The Committee noted that `more than 1,500 people have reportedly been arrested in relation to the [CAA] protests, with many charged under the Unlawful Activities Prevention Act – a law which has also been widely criticized for its lack of conformity with international human rights standards’.
Bachelet drew attention to arrest and continued detention of the 83-year-old Catholic priest Stan Swamy, a long-standing activist engaged in defending the rights of marginalized groups, despite his poor health. She urged India `to ensure that no one else is detained for exercising their rights to freedom of expression and peaceful assembly, and to do its utmost, in law and policy, to protect India’s robust civil society’.
A bird’s eye view of India’s anti-human laws: India claims to be the “world’s greatest democracy”. But, the shiny face of democracy has been disfigured by repressive Indian laws like: (1) Indian Armed Forces (Special Powers) Act, (2) Terrorist-Affected Areas (Special Courts) Act, (3) Terrorist and Disruptive Activities (Prevention) Act, 1987 (TADA), and (2) Prevention of Terrorism Act, 2002 (POTA).
The aforementioned laws clothed police and security/armed forces with emergency powers without explicitly abrogating people’s fundamental rights under the Indian Constitution (a fundamental right cannot be usurped or altered).
POTA is successor to TADA. The TADA remained in force between 1985 and 1995 (modified in 1987) under the background of the Punjab insurgency and was applied to whole of India. The Act had a sunset provision for lapsing after two years post-commencement, which it did on 24 May 1987. The POTA is just old wine in new bottle. It does not repeal fake cases under TADA. Indian media termed POTA as “draconian’. Verily so as penalties under this law are akin to those stipulated in Draco’s code of 610 BC to forestall future revolts by common men. The code provided death penalty for even trivial offences like stealing an apple, or an earthenware utensil.
The POTA attaches evidentiary value to the telephonic, telegraphic and internet conversations. The brutality of the law was brought into limelight when S. A. R Geelani, a Kashmir lecturer in Delhi University was implicated for attack on the Indian parliament (December 13).

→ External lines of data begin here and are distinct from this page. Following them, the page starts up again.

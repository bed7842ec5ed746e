use std::{
    path::{Path, PathBuf},
    sync::Arc,
};

use anyhow::Result;
use tracing::{debug, warn};

use crate::{
    builder::{build_request, missing_parameters, RequestDescriptor},
    capture::{capture, Captured},
    env::Environment,
    error::SessionError,
    executor::{write_response_log, ExecutionResult, RequestExecutor},
    files::{find_file, kind_root, REQUESTS},
    registry::Registry,
    spec::{load_spec, SpecDocument},
};

/// Everything produced by running one named request.
#[derive(Debug, Clone)]
pub struct Outcome {
    pub request: RequestDescriptor,
    pub result: ExecutionResult,
    pub captured: Captured,
    pub log_file: Option<PathBuf>,
}

/// Working folder, request registry and executor shared by interactive
/// commands and flows.
pub struct Workspace {
    working_folder: PathBuf,
    project: Option<String>,
    registry: Registry,
    executor: Arc<dyn RequestExecutor>,
    auto_save: bool,
}

impl Workspace {
    pub fn new(
        working_folder: impl Into<PathBuf>,
        project: Option<String>,
        executor: Arc<dyn RequestExecutor>,
        auto_save: bool,
    ) -> Self {
        let working_folder = working_folder.into();
        let registry = Registry::gather(&kind_root(&working_folder, REQUESTS, project.as_deref()));
        Self {
            working_folder,
            project,
            registry,
            executor,
            auto_save,
        }
    }

    pub fn working_folder(&self) -> &Path {
        &self.working_folder
    }

    pub fn project(&self) -> Option<&str> {
        self.project.as_deref()
    }

    pub fn registry(&self) -> &Registry {
        &self.registry
    }

    pub fn auto_save(&self) -> bool {
        self.auto_save
    }

    pub fn set_auto_save(&mut self, enabled: bool) {
        self.auto_save = enabled;
    }

    /// Registry entry first, then a file under `requests`.
    pub fn resolve(&self, name: &str) -> Option<PathBuf> {
        self.registry
            .resolve(name)
            .filter(|path| path.is_file())
            .or_else(|| find_file(&self.working_folder, name, REQUESTS, self.project.as_deref()))
    }

    /// Loads, builds and executes `name` against `env`, then evaluates its
    /// captures. `env` is not modified.
    pub async fn run(&self, name: &str, env: &Environment) -> Result<Outcome> {
        let path = self
            .resolve(name)
            .ok_or_else(|| SessionError::RequestNotFound(name.to_string()))?;
        debug!(request = name, path = %path.display(), "resolved request");

        let spec = load_spec(&path)?;
        if let SpecDocument::Request(definition) = &spec.document {
            let missing = missing_parameters(definition, env);
            if !missing.is_empty() {
                return Err(SessionError::MissingParameters {
                    request: name.to_string(),
                    missing,
                }
                .into());
            }
        }

        let request = build_request(&spec, name, env)?;
        let result = self.executor.execute(&request).await;

        let log_file = if self.auto_save {
            self.save(&request.title, &result)
        } else {
            None
        };
        let captured = capture(&spec, name, &result);

        Ok(Outcome {
            request,
            result,
            captured,
            log_file,
        })
    }

    /// Writes a response log, reporting failures as a warning.
    pub fn save(&self, title: &str, result: &ExecutionResult) -> Option<PathBuf> {
        match write_response_log(&self.working_folder, self.project.as_deref(), title, result) {
            Ok(path) => Some(path),
            Err(err) => {
                warn!(error = %format!("{:#}", err), "unable to save response");
                None
            }
        }
    }
}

POTA was employed to frame cases against several other Kashmiri leaders _ Yaseen Malik, Syed Ali Geelani et al. Despite his frail health (ailing kidney, heart with right ear subjected to micro-surgery), Malik was arrested on March 25 under POTA for receiving ISI’s money when he was addressing a press conference at the Hurriyat office. The court acquitted him with observation that there is not an iota of believable evidence against him.

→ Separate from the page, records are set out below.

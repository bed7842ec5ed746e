mod engine;
mod model;
mod queue;

pub use engine::{FlowEngine, FlowReport, StepRecord, DEFAULT_FLOW_CONCURRENCY};
pub use model::{load_flow, Flow, FlowStep, ForEachGroup, StepGroup};
pub use queue::WorkQueue;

Syed Geelani and his journalist son-in-law, Iftikhar Gilani also were detained under POTA. Funny charges on senior Geelani included: (1) “Being a member of Jamaat-e-Islami, he criticised US war against Afghanistan, and described himself as Pakistani”.
Iftekhar Geelani was detained for violation of Official Secrecy Act for possessing information about Indian troops’ movement of pre-1996 period. The alleged information was available on the internet. Having failed to make a case against him, police charged him under the Pornographic Act!
POTA features: In what follows, we would review significant features of POTA. It usurps Constitution-of- India safeguards for fundamental rights (part 3, articles 13-35). The rights include “life and liberty of the person” (article 21) and “freedom of expression” (article 19). The POTA also violates article 21 which provides that “no person shall be deprived of his life or personal liberty except according to procedure established by law”.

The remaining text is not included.